// libs/appointment-cell/src/codec.rs
//
// Translation between the user-facing form representation (labeled day and
// sex, optional numerics) and the canonical record shape shared with the
// backend. The label tables here are the single source of display strings;
// labels are never stored as independent state on the canonical model.

use tracing::warn;

use crate::models::{Appointment, AppointmentError, AppointmentForm, AppointmentPayload};

/// Monday-first day table, indexed by the wire code 0-6.
pub const DAY_LABELS: [&str; 7] = [
    "Monday",
    "Tuesday",
    "Wednesday",
    "Thursday",
    "Friday",
    "Saturday",
    "Sunday",
];

/// Indexed by the wire code: 0=female, 1=male.
pub const SEX_LABELS: [&str; 2] = ["female", "male"];

/// Bookable hours, shared vocabulary with the backend.
pub const WORKING_HOURS: [u8; 9] = [9, 10, 11, 12, 13, 14, 15, 16, 17];

pub fn day_label(code: u8) -> Option<&'static str> {
    DAY_LABELS.get(code as usize).copied()
}

pub fn sex_label(code: u8) -> Option<&'static str> {
    SEX_LABELS.get(code as usize).copied()
}

pub fn is_working_hour(hour: u8) -> bool {
    WORKING_HOURS.contains(&hour)
}

impl AppointmentForm {
    /// Sets the day code and regenerates the matching label.
    pub fn select_day(&mut self, code: u8) {
        self.day_of_week = Some(code);
        self.day_label = day_label(code).unwrap_or_default().to_string();
    }

    /// Sets the sex code and regenerates the matching label.
    pub fn select_sex(&mut self, code: u8) {
        self.sex_encoded = Some(code);
        self.sex_label = sex_label(code).unwrap_or_default().to_string();
    }
}

fn require<T>(value: Option<T>, field: &str) -> Result<T, AppointmentError> {
    value.ok_or_else(|| AppointmentError::Validation(format!("{field} is required")))
}

/// Validates the form and projects it down to the seven canonical editable
/// fields. Prediction and suggestion fields never appear in the payload.
pub fn to_payload(form: &AppointmentForm) -> Result<AppointmentPayload, AppointmentError> {
    let patient_name = form.patient_name.trim();
    if patient_name.is_empty() {
        return Err(AppointmentError::Validation("patient name is required".to_string()));
    }

    let day_of_week = require(form.day_of_week, "day of week")?;
    if day_label(day_of_week).is_none() {
        return Err(AppointmentError::Validation(format!(
            "unknown day of week code {day_of_week}"
        )));
    }

    let month = require(form.month, "month")?;
    if !(1..=12).contains(&month) {
        return Err(AppointmentError::Validation(format!(
            "month must be between 1 and 12, got {month}"
        )));
    }

    let hour = require(form.hour, "hour")?;
    if !is_working_hour(hour) {
        return Err(AppointmentError::Validation(format!(
            "hour {hour} is outside working hours 9-17"
        )));
    }

    let days_between_schedule_and_visit =
        require(form.days_between_schedule_and_visit, "days between schedule and visit")?;

    let sex_encoded = require(form.sex_encoded, "sex")?;
    if sex_label(sex_encoded).is_none() {
        return Err(AppointmentError::Validation(format!(
            "unknown sex code {sex_encoded}"
        )));
    }

    let age = require(form.age, "age")?;

    Ok(AppointmentPayload {
        patient_name: patient_name.to_string(),
        day_of_week,
        month,
        hour,
        days_between_schedule_and_visit,
        sex_encoded,
        age,
    })
}

/// Reconstructs form state from a canonical record, regenerating the label
/// fields from the fixed tables. Fails only when the record references a
/// day or sex code outside the known enumerations.
pub fn from_record(record: &Appointment) -> Result<AppointmentForm, AppointmentError> {
    let day = day_label(record.day_of_week).ok_or_else(|| {
        AppointmentError::Decode(format!(
            "appointment {} has unknown day_of_week code {}",
            record.id, record.day_of_week
        ))
    })?;
    let sex = sex_label(record.sex_encoded).ok_or_else(|| {
        AppointmentError::Decode(format!(
            "appointment {} has unknown sex_encoded code {}",
            record.id, record.sex_encoded
        ))
    })?;

    Ok(AppointmentForm {
        patient_name: record.patient_name.clone(),
        day_label: day.to_string(),
        day_of_week: Some(record.day_of_week),
        month: Some(record.month),
        hour: Some(record.hour),
        days_between_schedule_and_visit: Some(record.days_between_schedule_and_visit),
        sex_label: sex.to_string(),
        sex_encoded: Some(record.sex_encoded),
        age: Some(record.age),
    })
}

/// Display path: decode failures are non-fatal. The record is still shown,
/// with the raw numeric codes standing in for the unknown labels.
pub fn form_with_fallback(record: &Appointment) -> AppointmentForm {
    match from_record(record) {
        Ok(form) => form,
        Err(err) => {
            warn!("{err}; falling back to raw codes");
            AppointmentForm {
                patient_name: record.patient_name.clone(),
                day_label: day_label(record.day_of_week)
                    .map(str::to_string)
                    .unwrap_or_else(|| record.day_of_week.to_string()),
                day_of_week: Some(record.day_of_week),
                month: Some(record.month),
                hour: Some(record.hour),
                days_between_schedule_and_visit: Some(record.days_between_schedule_and_visit),
                sex_label: sex_label(record.sex_encoded)
                    .map(str::to_string)
                    .unwrap_or_else(|| record.sex_encoded.to_string()),
                sex_encoded: Some(record.sex_encoded),
                age: Some(record.age),
            }
        }
    }
}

» **What you need to do**
The records above should be copied out again in full, exactly as they appear.

» **Solution to the problem**
// libs/appointment-cell/src/codec.rs
//
// Translation between the user-facing form representation (labeled day and
// sex, optional numerics) and the canonical record shape shared with the
// backend. The label tables here are the single source of display strings;
// labels are never stored as independent state on the canonical model.

use tracing::warn;

use crate::models::{Appointment, AppointmentError, AppointmentForm, AppointmentPayload};

/// Monday-first day table, indexed by the wire code 0-6.
pub const DAY_LABELS: [&str; 7] = [
    "Monday",
    "Tuesday",
    "Wednesday",
    "Thursday",
    "Friday",
    "Saturday",
    "Sunday",
];

/// Indexed by the wire code: 0=female, 1=male.
pub const SEX_LABELS: [&str; 2] = ["female", "male"];

/// Bookable hours, shared vocabulary with the backend.
pub const WORKING_HOURS: [u8; 9] = [9, 10, 11, 12, 13, 14, 15, 16, 17];

pub fn day_label(code: u8) -> Option<&'static str> {
    DAY_LABELS.get(code as usize).copied()
}

pub fn sex_label(code: u8) -> Option<&'static str> {
    SEX_LABELS.get(code as usize).copied()
}

pub fn is_working_hour(hour: u8) -> bool {
    WORKING_HOURS.contains(&hour)
}

impl AppointmentForm {
    /// Sets the day code and regenerates the matching label.
    pub fn select_day(&mut self, code: u8) {
        self.day_of_week = Some(code);
        self.day_label = day_label(code).unwrap_or_default().to_string();
    }

    /// Sets the sex code and regenerates the matching label.
    pub fn select_sex(&mut self, code: u8) {
        self.sex_encoded = Some(code);
        self.sex_label = sex_label(code).unwrap_or_default().to_string();
    }
}

fn require<T>(value: Option<T>, field: &str) -> Result<T, AppointmentError> {
    value.ok_or_else(|| AppointmentError::Validation(format!("{field} is required")))
}

/// Validates the form and projects it down to the seven canonical editable
/// fields. Prediction and suggestion fields never appear in the payload.
pub fn to_payload(form: &AppointmentForm) -> Result<AppointmentPayload, AppointmentError> {
    let patient_name = form.patient_name.trim();
    if patient_name.is_empty() {
        return Err(AppointmentError::Validation("patient name is required".to_string()));
    }

    let day_of_week = require(form.day_of_week, "day of week")?;
    if day_label(day_of_week).is_none() {
        return Err(AppointmentError::Validation(format!(
            "unknown day of week code {day_of_week}"
        )));
    }

    let month = require(form.month, "month")?;
    if !(1..=12).contains(&month) {
        return Err(AppointmentError::Validation(format!(
            "month must be between 1 and 12, got {month}"
        )));
    }

    let hour = require(form.hour, "hour")?;
    if !is_working_hour(hour) {
        return Err(AppointmentError::Validation(format!(
            "hour {hour} is outside working hours 9-17"
        )));
    }

    let days_between_schedule_and_visit =
        require(form.days_between_schedule_and_visit, "days between schedule and visit")?;

    let sex_encoded = require(form.sex_encoded, "sex")?;
    if sex_label(sex_encoded).is_none() {
        return Err(AppointmentError::Validation(format!(
            "unknown sex code {sex_encoded}"
        )));
    }

    let age = require(form.age, "age")?;

    Ok(AppointmentPayload {
        patient_name: patient_name.to_string(),
        day_of_week,
        month,
        hour,
        days_between_schedule_and_visit,
        sex_encoded,
        age,
    })
}

/// Reconstructs form state from a canonical record, regenerating the label
/// fields from the fixed tables. Fails only when the record references a
/// day or sex code outside the known enumerations.
pub fn from_record(record: &Appointment) -> Result<AppointmentForm, AppointmentError> {
    let day = day_label(record.day_of_week).ok_or_else(|| {
        AppointmentError::Decode(format!(
            "appointment {} has unknown day_of_week code {}",
            record.id, record.day_of_week
        ))
    })?;
    let sex = sex_label(record.sex_encoded).ok_or_else(|| {
        AppointmentError::Decode(format!(
            "appointment {} has unknown sex_encoded code {}",
            record.id, record.sex_encoded
        ))
    })?;

    Ok(AppointmentForm {
        patient_name: record.patient_name.clone(),
        day_label: day.to_string(),
        day_of_week: Some(record.day_of_week),
        month: Some(record.month),
        hour: Some(record.hour),
        days_between_schedule_and_visit: Some(record.days_between_schedule_and_visit),
        sex_label: sex.to_string(),
        sex_encoded: Some(record.sex_encoded),
        age: Some(record.age),
    })
}

/// Display path: decode failures are non-fatal. The record is still shown,
/// with the raw numeric codes standing in for the unknown labels.
pub fn form_with_fallback(record: &Appointment) -> AppointmentForm {
    match from_record(record) {
        Ok(form) => form,
        Err(err) => {
            warn!("{err}; falling back to raw codes");
            AppointmentForm {
                patient_name: record.patient_name.clone(),
                day_label: day_label(record.day_of_week)
                    .map(str::to_string)
                    .unwrap_or_else(|| record.day_of_week.to_string()),
                day_of_week: Some(record.day_of_week),
                month: Some(record.month),
                hour: Some(record.hour),
                days_between_schedule_and_visit: Some(record.days_between_schedule_and_visit),
                sex_label: sex_label(record.sex_encoded)
                    .map(str::to_string)
                    .unwrap_or_else(|| record.sex_encoded.to_string()),
                sex_encoded: Some(record.sex_encoded),
                age: Some(record.age),
            }
        }
    }
}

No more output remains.